What are the health benefits of not drinking alcohol?
Although the initial concept of an alcohol-free month sounds like a great idea to many, after all, it will give our bodies the detox they likely need after the festive period, it is important to consider if it is realistic and whether the health benefits you gain in the month you have off, are going to stick around. One of the main flaws that are brought to our attention of Dry January is that we all do our best to avoid alcohol for a month but following this, we revert back to our usual bad drinking habits and continue doing damage to ourselves. Research has suggested that it takes 21 days for a behaviour to turn into a habit. It may be a good idea to consider the idea of cutting down on your alcohol intake and avoid drinking for the sake of it. If you can keep this up for the whole month, you are more likely to be able to continue this behaviour and hold onto those health benefits for longer. But what are the health benefits of drinking little to no alcohol?
There are a number of short-term benefits that you will experience from avoiding alcohol, some of which you may experience if you are taking part in Dry January. Sleeping better is a very common short-term health benefit that many people experience. Regular drinking can affect the quality of your sleep and often can make you feel tired and sluggish. Even though alcohol may see us drop off to sleep quicker, the quality of sleep is slim thanks to the restlessness alcohol can cause. Binning the booze could give you a boost in energy levels and give you the perfect night sleep. Another benefit you may find is an improved, more healthy look! Alcohol is known to cause dehydration, but that’s to your skin too, which means saying no to the drink will leave your skin thanking you. Depending on the amount and regularity of your drinking habits, you could also experience some weight loss during the period that you are not drinking.

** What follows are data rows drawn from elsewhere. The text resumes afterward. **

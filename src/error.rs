//! Error types shared by every client operation.

use thiserror::Error;

/// Classification of a [`ClientError`].
///
/// Callers should dispatch on the kind rather than on the variant, since
/// several variants collapse into the same kind depending on HTTP status.
#[derive(Debug, Clone, Copy, PartialEq, Eq, Hash)]
pub enum ErrorKind {
    /// Missing or unusable client configuration (e.g. no API key).
    Configuration,
    /// The caller supplied a request that cannot be sent.
    InvalidRequest,
    /// Connection-level failure before a response was received.
    Transport,
    /// HTTP 429.
    RateLimited,
    /// HTTP 5xx.
    ServerFault,
    /// HTTP 4xx other than 429.
    ClientFault,
    /// Cancelled by the caller or by the internal timeout.
    Aborted,
    /// The provider answered with a body that could not be decoded.
    InvalidResponse,
}

/// Errors that can occur during client operations.
#[derive(Error, Debug)]
pub enum ClientError {
    #[error("Configuration error: {0}")]
    Configuration(String),

    #[error("Invalid request: {0}")]
    InvalidRequest(String),

    #[error("Transport error: {0}")]
    Transport(String),

    #[error("Provider error (HTTP {status}): {message}")]
    Api {
        status: u16,
        message: String,
        code: Option<String>,
    },

    #[error("Request aborted: {0}")]
    Aborted(String),

    #[error("Invalid response: {0}")]
    InvalidResponse(String),
}

impl ClientError {
    /// Build an error for a non-2xx provider response.
    pub fn api(status: u16, message: impl Into<String>, code: Option<String>) -> Self {
        Self::Api {
            status,
            message: message.into(),
            code,
        }
    }

    /// Error raised when a cancellation signal or timeout fires.
    pub fn aborted(reason: impl Into<String>) -> Self {
        Self::Aborted(reason.into())
    }

    pub fn kind(&self) -> ErrorKind {
        match self {
            Self::Configuration(_) => ErrorKind::Configuration,
            Self::InvalidRequest(_) => ErrorKind::InvalidRequest,
            Self::Transport(_) => ErrorKind::Transport,
            Self::Api { status: 429, .. } => ErrorKind::RateLimited,
            Self::Api { status, .. } if *status >= 500 => ErrorKind::ServerFault,
            Self::Api { .. } => ErrorKind::ClientFault,
            Self::Aborted(_) => ErrorKind::Aborted,
            Self::InvalidResponse(_) => ErrorKind::InvalidResponse,
        }
    }

    /// Human readable message without the kind prefix.
    pub fn message(&self) -> &str {
        match self {
            Self::Configuration(m)
            | Self::InvalidRequest(m)
            | Self::Transport(m)
            | Self::Aborted(m)
            | Self::InvalidResponse(m) => m,
            Self::Api { message, .. } => message,
        }
    }

    /// HTTP status of the failed response, if one was received.
    pub fn status(&self) -> Option<u16> {
        match self {
            Self::Api { status, .. } => Some(*status),
            _ => None,
        }
    }

    /// Provider error code from the `{"error": {"code": ..}}` envelope.
    pub fn code(&self) -> Option<&str> {
        match self {
            Self::Api { code, .. } => code.as_deref(),
            _ => None,
        }
    }

    /// Whether the retry engine may attempt the operation again.
    ///
    /// Cancellation is never retryable, whatever else is true of the error.
    pub fn is_retryable(&self) -> bool {
        matches!(
            self.kind(),
            ErrorKind::Transport | ErrorKind::RateLimited | ErrorKind::ServerFault
        )
    }

    pub fn is_aborted(&self) -> bool {
        self.kind() == ErrorKind::Aborted
    }
}

/// Bodies are read as raw bytes and decoded with serde_json, so a reqwest
/// error is a connection-level failure unless it carries a status. reqwest
/// flags interrupted body reads as `is_decode`; those are transport faults.
impl From<reqwest::Error> for ClientError {
    fn from(err: reqwest::Error) -> Self {
        if let Some(status) = err.status() {
            return Self::api(status.as_u16(), err.to_string(), None);
        }
        Self::Transport(err.to_string())
    }
}

impl From<serde_json::Error> for ClientError {
    fn from(err: serde_json::Error) -> Self {
        Self::InvalidResponse(err.to_string())
    }
}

If you are interested in cutting down on the booze as a more permanent arrangement, there are a variety of health benefits that you will gain from doing so. One of them is avoiding a very dangerous fatty liver, drinking little to no alcohol will decrease your risk of getting liver disease as well as lowering your risk of cancers such as breast and mouth cancer. In fact, there is a huge range of serious illnesses linked to alcohol from a stroke to heart disease and more. Cutting out the drink will reduce your risk of suffering from serious illnesses such as these. It’s also well known that alcohol is a depressant, although, at the time of being under the influence of alcohol, the majority of people will have the opposite feeling, however, coming out of your alcohol-infused state usually causes a crash leaving you feeling pretty down. The list of health benefits from drinking little to no alcohol really does go on.
So now we know the type of health benefits you can experience, can it be done?
From a medical point of view, cutting out alcohol has little downsides, however, the way in which you do so is the key to whether you are likely to maintain it. So many of us jump on the Dry January bandwagon and often do not stick to it or simply revert back to our usual bad habits the second the clock strikes 12 on the 1st of February! Which means all of your hard work and improvements made will be out of the window just as quickly as you began. If you are seriously considering making some long-term changes and improvement to your drinking habits, then starting small could be what you need. As we discussed, refusing those drinks that you don’t particularly want but feel as though you should have is a great place to start. Many of those who are working full time in the week are counting down the days until Friday night when the ritual of a boozy weekend begins. This is a social and cultural issue in Britain and will take some serious work to change this habit of a lifetime. However, setting yourself realistic goals to achieve is likely to be the difference between those that make the change for good and those that stumble at the first hurdle.